Unnamed: 0,Name,Midterm,Final,Attendance,HW,Final Average,Final Letter
0,Brandon,88,60,9,8,74,C+
1,Brian,93,63,9,4,68,C
2,Wolf,89,57,8,8,70,C
3,Mario,75,71,8,7,70,C
4,Beatrice,83,62,9,7,71,C
5,Daniella,98,70,7,5,68,C
6,Avani,75,54,7,5,58,F
7,Uma,99,84,8,6,77,C+
8,Akash,74,52,9,10,72,C
9,Shania,90,91,9,10,87,B+


* In order to create one large DataFrame, we can use pd.concat()
* This will stick both DataFrames together, and the index column will be out of order.
* Use reset_index() to change the left-most column to make sense with the new data set.
* inplace will edit the DataFrame without the need for an assignment statement.
* drop will remove the original index column.

In [70]:
all_students = pd.concat([new_df, more_students_df])
all_students.reset_index(inplace=True, drop=True)
all_students

Unnamed: 0,Name,Midterm,Final,Attendance,HW,Final Average,Final Letter
0,Ariel,89,92,9,9,86,B+
1,Brody,92,93,10,9,89,A
2,Debra,76,88,8,6,74,C+
3,Rex,90,83,10,10,88,B+
4,Jerry,67,85,7,5,66,D
5,Gary,73,80,7,8,72,C
6,Gared,81,90,8,9,81,B
7,Bayley,100,65,10,8,80,B
8,Nathan,68,53,3,5,47,F
9,Heidi,74,85,8,8,76,C+


* There is now a sample_class.csv data set on Canvas.

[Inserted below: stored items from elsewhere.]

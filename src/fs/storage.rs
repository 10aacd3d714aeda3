//! This module stores file content
//! as a singly linked chain of data
//! blocks. It reads chains, rewrites
//! them in place, and grows or shrinks
//! them by only the block delta.

use super::alloc::{allocate_chain, free_chain, read_link};
use super::layout::{
    blocks_for, encode_data_block, ChainLink, InodeRecord, BLOCK_SIZE, PAYLOAD_SIZE,
};
use super::{FileSystem, Result};
use crate::store::BlockStore;
use tracing::{debug, trace};

impl<S: BlockStore> FileSystem<S> {
    /// Reads the `entry.size` bytes held by the chain starting at
    /// `entry.first_block`.
    pub(crate) fn read_content(&self, entry: &InodeRecord) -> Result<Vec<u8>> {
        let size = entry.size as usize;
        let mut content = Vec::with_capacity(size);
        let mut current = entry.first_block;
        while current != 0 && content.len() < size {
            let block = self.store.read(self.geometry.block_offset(current), BLOCK_SIZE);
            let take = (size - content.len()).min(PAYLOAD_SIZE);
            content.extend_from_slice(&block[ChainLink::SIZE..ChainLink::SIZE + take]);
            trace!("Read {take} bytes of inode {} from block {current}", entry.inode);
            current = read_link(&self.store, &self.geometry, current)?;
        }
        Ok(content)
    }

    /// Block indices of the chain, head first.
    pub(crate) fn chain_of(&self, entry: &InodeRecord) -> Result<Vec<u32>> {
        let mut chain = Vec::new();
        let mut current = entry.first_block;
        while current != 0 {
            chain.push(current);
            current = read_link(&self.store, &self.geometry, current)?;
        }
        Ok(chain)
    }

    /// Replaces the content of `entry` with `bytes`, then persists the
    /// inode record and the info record.
    ///
    /// Existing blocks are rewritten in place. Growth allocates only the
    /// missing tail (tail-first) and splices it after the old last block,
    /// shrinkage cuts the chain after the last needed block and frees the
    /// rest.
    pub(crate) fn write_content(&mut self, entry: &mut InodeRecord, bytes: &[u8]) -> Result<()> {
        let chunks: Vec<&[u8]> = bytes.chunks(PAYLOAD_SIZE).collect();
        let old_blocks = blocks_for(entry.size as usize);
        let new_blocks = chunks.len();
        debug!(
            "Writing {} bytes to inode {} ({old_blocks} -> {new_blocks} blocks)",
            bytes.len(),
            entry.inode
        );

        if new_blocks == 0 {
            free_chain(&self.store, &self.geometry, &mut self.info, entry.first_block)?;
            entry.first_block = 0;
        } else if entry.first_block == 0 {
            entry.first_block =
                allocate_chain(&mut self.store, &self.geometry, &mut self.info, &chunks)?;
        } else if new_blocks > old_blocks {
            let back_block = allocate_chain(
                &mut self.store,
                &self.geometry,
                &mut self.info,
                &chunks[old_blocks..],
            )?;
            self.rewrite_chain(entry.first_block, &chunks[..old_blocks], Some(back_block))?;
        } else {
            self.rewrite_chain(entry.first_block, &chunks, None)?;
        }

        entry.size = bytes.len() as u32;
        self.update_entry(entry)?;
        self.persist_info()?;
        Ok(())
    }

    /// Overwrites the payload of the first `chunks.len()` blocks of the
    /// chain at `head`. The last rewritten block is linked to `splice` if
    /// given, otherwise it ends the chain and whatever followed it is
    /// freed.
    fn rewrite_chain(&mut self, head: u32, chunks: &[&[u8]], splice: Option<u32>) -> Result<()> {
        let mut current = head;
        for (i, chunk) in chunks.iter().enumerate() {
            assert!(current != 0, "chain shorter than its recorded size");
            let next = read_link(&self.store, &self.geometry, current)?;
            let is_last = i + 1 == chunks.len();
            let link = match (is_last, splice) {
                (false, _) => next,
                (true, Some(back_block)) => back_block,
                (true, None) => 0,
            };
            let block = encode_data_block(link, chunk)?;
            self.store.write_at(self.geometry.block_offset(current), &block);
            trace!("Rewrote block {current}, next {link}");
            if is_last && splice.is_none() && next != 0 {
                debug!("Truncating chain after block {current}");
                free_chain(&self.store, &self.geometry, &mut self.info, next)?;
            }
            current = next;
        }
        Ok(())
    }
}

#[cfg(test)]
mod tests {
    use super::*;
    use crate::fs::layout::{InodeKind, ROOT_INODE};
    use crate::fs::{FSError, FsConfig};
    use crate::store::MemoryStore;

    const P: usize = PAYLOAD_SIZE;

    /// A volume with exactly `data_blocks` data blocks, one of them taken
    /// by the root directory.
    fn fs_with_data_blocks(data_blocks: usize) -> FileSystem<MemoryStore> {
        let config = FsConfig {
            inode_table_blocks: 1,
            ..FsConfig::default()
        };
        FileSystem::format(MemoryStore::new(BLOCK_SIZE * (2 + data_blocks)), config).unwrap()
    }

    fn pattern(len: usize) -> Vec<u8> {
        (0..len).map(|i| (i % 251) as u8).collect()
    }

    fn free_blocks(fs: &FileSystem<MemoryStore>) -> u32 {
        fs.info.bitmap.count_clear()
    }

    #[test]
    fn test_roundtrip_sizes() {
        let mut fs = fs_with_data_blocks(32);
        let mut entry = fs.allocate_entry(InodeKind::File).unwrap();
        for size in [0, 1, P - 1, P, P + 1, 2 * P, 2 * P + 1, 5 * P + 3, 0] {
            let content = pattern(size);
            fs.write_content(&mut entry, &content).unwrap();
            assert_eq!(fs.read_content(&entry).unwrap(), content, "size {size}");
            assert_eq!(fs.chain_of(&entry).unwrap().len(), blocks_for(size));
            // the persisted record agrees with the caller's copy
            assert_eq!(fs.find_by_inode(entry.inode).unwrap(), Some(entry));
        }
        assert_eq!(entry.first_block, 0);
    }

    #[test]
    fn test_rewrite_same_size_keeps_blocks() {
        let mut fs = fs_with_data_blocks(16);
        let mut entry = fs.allocate_entry(InodeKind::File).unwrap();
        fs.write_content(&mut entry, &pattern(3 * P)).unwrap();
        let chain = fs.chain_of(&entry).unwrap();
        let free = free_blocks(&fs);

        fs.write_content(&mut entry, &pattern(3 * P)).unwrap();
        assert_eq!(fs.chain_of(&entry).unwrap(), chain);
        assert_eq!(free_blocks(&fs), free);

        // same block count, different bytes
        let other = vec![0xaa; 3 * P - 10];
        fs.write_content(&mut entry, &other).unwrap();
        assert_eq!(fs.chain_of(&entry).unwrap(), chain);
        assert_eq!(fs.read_content(&entry).unwrap(), other);
    }

    #[test]
    fn test_growth_keeps_prefix_blocks() {
        let mut fs = fs_with_data_blocks(16);
        let mut entry = fs.allocate_entry(InodeKind::File).unwrap();
        fs.write_content(&mut entry, &pattern(P + 1)).unwrap();
        let before = fs.chain_of(&entry).unwrap();
        let free = free_blocks(&fs);

        let grown = pattern(4 * P);
        fs.write_content(&mut entry, &grown).unwrap();
        let after = fs.chain_of(&entry).unwrap();
        assert_eq!(&after[..2], &before[..]);
        assert_eq!(after.len(), 4);
        assert_eq!(free_blocks(&fs), free - 2);
        assert_eq!(fs.read_content(&entry).unwrap(), grown);
    }

    #[test]
    fn test_shrink_returns_blocks() {
        let mut fs = fs_with_data_blocks(16);
        let mut entry = fs.allocate_entry(InodeKind::File).unwrap();
        fs.write_content(&mut entry, &pattern(5 * P)).unwrap();
        let before = fs.chain_of(&entry).unwrap();
        let free = free_blocks(&fs);

        let shrunk = pattern(2 * P - 1);
        fs.write_content(&mut entry, &shrunk).unwrap();
        assert_eq!(fs.chain_of(&entry).unwrap(), &before[..2]);
        assert_eq!(free_blocks(&fs), free + 3);
        assert_eq!(fs.read_content(&entry).unwrap(), shrunk);

        // the freed blocks can be claimed again by another file
        let mut other = fs.allocate_entry(InodeKind::File).unwrap();
        fs.write_content(&mut other, &pattern((free as usize + 3) * P)).unwrap();
        assert_eq!(free_blocks(&fs), 0);
    }

    #[test]
    fn test_storage_full_releases_partial_chain() {
        let mut fs = fs_with_data_blocks(5);
        // the root uses one data block
        let available = free_blocks(&fs) as usize;
        assert_eq!(available, 4);
        let mut entry = fs.allocate_entry(InodeKind::File).unwrap();
        assert!(matches!(
            fs.write_content(&mut entry, &pattern((available + 1) * P)),
            Err(FSError::StorageFull)
        ));
        assert_eq!(entry.first_block, 0);
        assert_eq!(fs.find_by_inode(entry.inode).unwrap().unwrap().first_block, 0);
        assert_eq!(free_blocks(&fs) as usize, available);

        fs.write_content(&mut entry, &pattern(available * P)).unwrap();
        assert_eq!(free_blocks(&fs), 0);
    }

    #[test]
    fn test_growth_failure_keeps_old_content() {
        let mut fs = fs_with_data_blocks(4);
        let mut entry = fs.allocate_entry(InodeKind::File).unwrap();
        let original = pattern(P);
        fs.write_content(&mut entry, &original).unwrap();
        assert!(matches!(
            fs.write_content(&mut entry, &pattern(5 * P)),
            Err(FSError::StorageFull)
        ));
        assert_eq!(fs.read_content(&entry).unwrap(), original);
        assert_eq!(free_blocks(&fs), 2);
    }

    #[test]
    fn test_root_chain() {
        let fs = fs_with_data_blocks(4);
        let root = fs.find_by_inode(ROOT_INODE).unwrap().unwrap();
        assert_eq!(fs.chain_of(&root).unwrap(), [fs.geometry.first_data_block()]);
    }
}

This is the one created along side this Lab.
* This will be the data set used for the homework.
--------------------------------------------------------------------------------------------------
* In class, we discussed Pearson correlation to find association between columns.
* Use df.corr() to find the correlation between Attendance and Final Average.

In [79]:
all_students['Attendance'].corr(all_students['Final Average'])

0.802219443297494

* Based on the correlation you get for the simulated data set, you may see that it has a positive correlation with the Final Average. Does this make sense?
* Do any of the other numerical columns have a higher correlation to the Final Average?
* Compare the correlations of each numerical column to the final average, do the results make sense?